The issue arose from a challenge to a congressional voting map adopted by the North Carolina Legislature, with opponents claiming that the map was a clear example of partisan gerrymandering (i.e., drawn to favor one political party over the other). Initially, a Democratic-controlled North Carolina Supreme Court struck down the map as violating the state constitution ensuring free elections. A later Republican-controlled state supreme court reversed course, holding that it lacked power to review the voting map. Meanwhile, state Republicans challenged the state supreme court’s initial ruling which lead to the case before the United States Supreme Court.
The case turned on the issue of the “independent state legislature” theory. Under the theory, the grant of power to state legislatures by the Constitution’s Election Clause cannot be challenged by other areas of state government, such as governors or election administrators. Most importantly, this also precludes judicial review by state courts of federal elections decisions by state legislatures – including congressional voting maps.

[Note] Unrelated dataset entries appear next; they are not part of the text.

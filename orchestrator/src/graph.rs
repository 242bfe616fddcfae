//! The fixed workflow graph
//!
//! ```text
//!          +-----------------------------(revise)------------------+
//!          v                                                       |
//!   Drafter --> Reviewers --> Supervisor --> Router --+--> halt (suspend)
//!      |            |                          ^     +--> completed
//!      +--(error)---+-------------------------+     +--> rejected
//! ```
//!
//! A resumed thread re-enters at the supervisor.

use serde::{Deserialize, Serialize};
use std::fmt;

use crate::router::{route, Route, RouterPolicy};
use crate::state::{GraphState, ThreadStatus};

/// Named states of the workflow
#[derive(Debug, Clone, Copy, PartialEq, Eq, Hash, Serialize, Deserialize)]
#[serde(rename_all = "snake_case")]
pub enum Node {
    Drafter,
    Reviewers,
    Supervisor,
    Router,
}

impl fmt::Display for Node {
    fn fmt(&self, f: &mut fmt::Formatter<'_>) -> fmt::Result {
        let name = match self {
            Node::Drafter => "drafter",
            Node::Reviewers => "reviewers",
            Node::Supervisor => "supervisor",
            Node::Router => "router",
        };
        f.write_str(name)
    }
}

/// Where a new thread starts
pub const ENTRY: Node = Node::Drafter;

/// Where a resumed thread continues
pub const RESUME_ENTRY: Node = Node::Supervisor;

/// What happens after a node has run
#[derive(Debug, Clone, Copy, PartialEq, Eq)]
pub enum Transition {
    /// Run another node in the same cycle
    Goto(Node),
    /// Back to the drafter for a new cycle
    Revise,
    /// Suspend until a human decides
    Halt,
    /// Stop for good
    Terminal(ThreadStatus),
}

/// Pure transition function over the state left by `node`
pub fn transition(node: Node, state: &GraphState, policy: &RouterPolicy) -> Transition {
    match node {
        // A failed step skips the rest of the cycle
        Node::Drafter | Node::Reviewers | Node::Supervisor if state.has_error() => {
            Transition::Goto(Node::Router)
        }
        Node::Drafter => Transition::Goto(Node::Reviewers),
        Node::Reviewers => Transition::Goto(Node::Supervisor),
        Node::Supervisor => Transition::Goto(Node::Router),
        Node::Router => match route(state, policy) {
            Route::Revise => Transition::Revise,
            Route::Halt => Transition::Halt,
            Route::Finalize => Transition::Terminal(ThreadStatus::Completed),
            Route::Reject => Transition::Terminal(ThreadStatus::Rejected),
        },
    }
}

#[cfg(test)]
mod tests {
    use super::*;
    use crate::state::{HumanDecision, ScoreSummary};

    fn policy() -> RouterPolicy {
        RouterPolicy::default()
    }

    #[test]
    fn test_cycle_order() {
        let state = GraphState::new("intent");
        assert_eq!(
            transition(Node::Drafter, &state, &policy()),
            Transition::Goto(Node::Reviewers)
        );
        assert_eq!(
            transition(Node::Reviewers, &state, &policy()),
            Transition::Goto(Node::Supervisor)
        );
        assert_eq!(
            transition(Node::Supervisor, &state, &policy()),
            Transition::Goto(Node::Router)
        );
    }

    #[test]
    fn test_error_short_circuits_to_router() {
        let mut state = GraphState::new("intent");
        state.error = Some("Drafting failed".to_string());

        assert_eq!(
            transition(Node::Drafter, &state, &policy()),
            Transition::Goto(Node::Router)
        );
        assert_eq!(
            transition(Node::Reviewers, &state, &policy()),
            Transition::Goto(Node::Router)
        );
        assert_eq!(transition(Node::Router, &state, &policy()), Transition::Halt);
    }

    #[test]
    fn test_router_outcomes() {
        let mut state = GraphState::new("intent");
        state.scores = ScoreSummary {
            safety: 7,
            clinical: 6,
        };
        assert_eq!(transition(Node::Router, &state, &policy()), Transition::Revise);

        state.human_decision = Some(HumanDecision::approve());
        assert_eq!(
            transition(Node::Router, &state, &policy()),
            Transition::Terminal(ThreadStatus::Completed)
        );

        state.human_decision = Some(HumanDecision::reject());
        assert_eq!(
            transition(Node::Router, &state, &policy()),
            Transition::Terminal(ThreadStatus::Rejected)
        );
    }

    #[test]
    fn test_node_serializes_snake_case() {
        assert_eq!(serde_json::to_string(&Node::Reviewers).unwrap(), "\"reviewers\"");
        assert_eq!(RESUME_ENTRY.to_string(), "supervisor");
    }
}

Justice Roberts writing for the majority, joined by Justices Sonia Sotomayor, Elena Kagan, Brett Kavanaugh, Amy Coney Barrett, and Ketanji Brown Jackson rejected the theory. In affirming that federal elections decisions by state legislatures are subject to judicial review in state court, the Supreme Court highlighted that election law is no exception to the practice of state courts invalidating unconstitutional state laws. However, Justice Roberts cautioned that “state courts do not have free reign” to strike down state legislature federal elections decisions but have merely “an obligation to ensure that state court interpretations of the law do not evade federal law.”

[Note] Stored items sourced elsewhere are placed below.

//! Configuration loading

use anyhow::{Context, Result};
use serde::Deserialize;
use std::collections::HashMap;
use std::path::{Path, PathBuf};
use std::time::Duration;

/// File name looked up by [`FoundryFileConfig::load`]
pub const CONFIG_FILE_NAME: &str = ".foundry.toml";

/// Find a config file by walking up the directory tree, then checking global config.
///
/// Search order:
/// 1. Current directory and parent directories (walking up to root)
/// 2. Global config at ~/.config/foundry/
///
/// Returns the path if found, None otherwise.
fn find_config_file(filename: &str) -> Option<PathBuf> {
    let mut current = std::env::current_dir().ok()?;

    loop {
        let candidate = current.join(filename);
        if candidate.exists() {
            return Some(candidate);
        }

        match current.parent() {
            Some(parent) => current = parent.to_path_buf(),
            None => break,
        }
    }

    if let Some(config_dir) = dirs::config_dir() {
        let global_path = config_dir.join("foundry").join(filename);
        if global_path.exists() {
            return Some(global_path);
        }
    }

    None
}

/// Top-level configuration (from .foundry.toml)
#[derive(Debug, Clone, Default, Deserialize)]
pub struct FoundryFileConfig {
    #[serde(default)]
    pub llm: LlmConfig,
    #[serde(default)]
    pub agents: AgentsSection,
    /// Per-role overrides keyed by role name (drafter, safety, clinical, supervisor)
    #[serde(default)]
    pub roles: HashMap<String, RoleSection>,
    #[serde(default)]
    pub engine: EngineSection,
    #[serde(default)]
    pub router: RouterSection,
}

/// LLM configuration section
#[derive(Debug, Clone, Deserialize)]
pub struct LlmConfig {
    #[serde(default = "default_ollama_url")]
    pub url: String,
    #[serde(default = "default_model")]
    pub model: String,
}

/// Call budget shared by every agent
#[derive(Debug, Clone, Deserialize)]
pub struct AgentsSection {
    /// Attempts per agent call before the call is reported as failed
    #[serde(default = "default_max_attempts")]
    pub max_attempts: u32,
    /// Timeout for a single attempt, in seconds
    #[serde(default = "default_timeout_secs")]
    pub timeout_secs: u64,
}

/// Per-role override
#[derive(Debug, Clone, Default, Deserialize)]
pub struct RoleSection {
    pub model: Option<String>,
}

/// Workflow engine section
#[derive(Debug, Clone, Deserialize)]
pub struct EngineSection {
    /// Checkpoint database path (supports ~ and $VARS)
    pub db_path: Option<String>,
    #[serde(default = "default_checkpoint_retries")]
    pub checkpoint_retries: u32,
    #[serde(default = "default_checkpoint_backoff_ms")]
    pub checkpoint_backoff_ms: u64,
}

/// Router thresholds
#[derive(Debug, Clone, Deserialize)]
pub struct RouterSection {
    #[serde(default = "default_approve_safety")]
    pub approve_safety: u8,
    #[serde(default = "default_approve_clinical")]
    pub approve_clinical: u8,
    #[serde(default = "default_max_iterations")]
    pub max_iterations: u32,
    #[serde(default = "default_unsafe_below")]
    pub unsafe_below: u8,
    #[serde(default = "default_revise_safety_below")]
    pub revise_safety_below: u8,
    #[serde(default = "default_revise_clinical_below")]
    pub revise_clinical_below: u8,
}

// Default value functions
fn default_ollama_url() -> String {
    "http://localhost:11434".to_string()
}

fn default_model() -> String {
    "qwen2.5:7b-instruct".to_string()
}

fn default_max_attempts() -> u32 {
    3
}

fn default_timeout_secs() -> u64 {
    120
}

fn default_checkpoint_retries() -> u32 {
    3
}

fn default_checkpoint_backoff_ms() -> u64 {
    200
}

fn default_approve_safety() -> u8 {
    9
}

fn default_approve_clinical() -> u8 {
    8
}

fn default_max_iterations() -> u32 {
    3
}

fn default_unsafe_below() -> u8 {
    6
}

fn default_revise_safety_below() -> u8 {
    8
}

fn default_revise_clinical_below() -> u8 {
    7
}

impl Default for LlmConfig {
    fn default() -> Self {
        Self {
            url: default_ollama_url(),
            model: default_model(),
        }
    }
}

impl Default for AgentsSection {
    fn default() -> Self {
        Self {
            max_attempts: default_max_attempts(),
            timeout_secs: default_timeout_secs(),
        }
    }
}

impl AgentsSection {
    pub fn timeout(&self) -> Duration {
        Duration::from_secs(self.timeout_secs)
    }
}

impl Default for EngineSection {
    fn default() -> Self {
        Self {
            db_path: None,
            checkpoint_retries: default_checkpoint_retries(),
            checkpoint_backoff_ms: default_checkpoint_backoff_ms(),
        }
    }
}

impl EngineSection {
    /// Resolve the configured database path, expanding ~ and environment variables
    pub fn db_path(&self) -> Result<Option<PathBuf>> {
        match &self.db_path {
            Some(raw) => {
                let expanded = shellexpand::full(raw)
                    .with_context(|| format!("Failed to expand db_path: {}", raw))?;
                Ok(Some(PathBuf::from(expanded.as_ref())))
            }
            None => Ok(None),
        }
    }
}

impl Default for RouterSection {
    fn default() -> Self {
        Self {
            approve_safety: default_approve_safety(),
            approve_clinical: default_approve_clinical(),
            max_iterations: default_max_iterations(),
            unsafe_below: default_unsafe_below(),
            revise_safety_below: default_revise_safety_below(),
            revise_clinical_below: default_revise_clinical_below(),
        }
    }
}

impl FoundryFileConfig {
    /// Load config from .foundry.toml
    ///
    /// Search order:
    /// 1. Walk up directory tree from cwd looking for .foundry.toml
    /// 2. Check ~/.config/foundry/.foundry.toml (global fallback)
    /// 3. Fall back to defaults
    pub fn load() -> Result<Self> {
        if let Some(config_path) = find_config_file(CONFIG_FILE_NAME) {
            tracing::debug!("Loading config from: {}", config_path.display());
            return Self::load_from_path(&config_path);
        }

        tracing::debug!("No {} found, using defaults", CONFIG_FILE_NAME);
        Ok(Self::default())
    }

    /// Load from a specific path
    pub fn load_from_path(path: &Path) -> Result<Self> {
        let content = std::fs::read_to_string(path)
            .with_context(|| format!("Failed to read {}", path.display()))?;
        Self::from_toml(&content).with_context(|| format!("Invalid config in {}", path.display()))
    }

    /// Parse from a TOML string
    pub fn from_toml(content: &str) -> Result<Self> {
        Ok(toml::from_str(content)?)
    }

    /// Model override for a role, if configured
    pub fn role_model(&self, role: &str) -> Option<&str> {
        self.roles.get(role).and_then(|r| r.model.as_deref())
    }
}

#[cfg(test)]
mod tests {
    use super::*;

    #[test]
    fn test_defaults_when_empty() {
        let config = FoundryFileConfig::from_toml("").unwrap();

        assert_eq!(config.llm.url, "http://localhost:11434");
        assert_eq!(config.agents.max_attempts, 3);
        assert_eq!(config.agents.timeout(), Duration::from_secs(120));
        assert_eq!(config.engine.checkpoint_retries, 3);
        assert_eq!(config.router.approve_safety, 9);
        assert_eq!(config.router.approve_clinical, 8);
        assert_eq!(config.router.max_iterations, 3);
        assert_eq!(config.router.unsafe_below, 6);
        assert_eq!(config.router.revise_safety_below, 8);
        assert_eq!(config.router.revise_clinical_below, 7);
    }

    #[test]
    fn test_partial_sections() {
        let config = FoundryFileConfig::from_toml(
            r#"
            [llm]
            model = "llama3.1:8b"

            [agents]
            timeout_secs = 30

            [roles.safety]
            model = "llama3.1:70b"

            [router]
            max_iterations = 5
            "#,
        )
        .unwrap();

        assert_eq!(config.llm.model, "llama3.1:8b");
        assert_eq!(config.llm.url, "http://localhost:11434");
        assert_eq!(config.agents.timeout_secs, 30);
        assert_eq!(config.agents.max_attempts, 3);
        assert_eq!(config.role_model("safety"), Some("llama3.1:70b"));
        assert_eq!(config.role_model("drafter"), None);
        assert_eq!(config.router.max_iterations, 5);
        assert_eq!(config.router.unsafe_below, 6);
    }

    #[test]
    fn test_load_from_path() {
        let dir = tempfile::tempdir().unwrap();
        let path = dir.path().join(CONFIG_FILE_NAME);
        std::fs::write(&path, "[engine]\ndb_path = \"/tmp/foundry-test.db\"\n").unwrap();

        let config = FoundryFileConfig::load_from_path(&path).unwrap();
        assert_eq!(
            config.engine.db_path().unwrap(),
            Some(PathBuf::from("/tmp/foundry-test.db"))
        );
    }

    #[test]
    fn test_invalid_toml_is_an_error() {
        assert!(FoundryFileConfig::from_toml("[llm\nurl = 1").is_err());
    }
}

Justice Clarence Thomas dissented, joined by Justices Samuel Alito Jr. and Neil Gorsuch. In his dissent, Justice Thomas would have dismissed the case as moot after the Republican-controlled North Carolina Supreme Court later reversed its own decision, stopping short of ruling on the “independent state legislature” doctrine. Further, Justice Thomas expressed worry over the implications of state court judicial review on elections, which included worries over mixing large amounts of state constitutional law with federal issues in federal courts.
While many opponents of the “independent state legislature” doctrine see the decision as a win against unchecked political influence in elections, others worry the decision shifts more election decisions and oversight to federal court. The practical implications remain to be seen as courts begin to grapple with the delicate balance of judicial review affirmed in the Supreme Court’s decision.
*Davis Dykes, a summer law clerk, assisted with this article.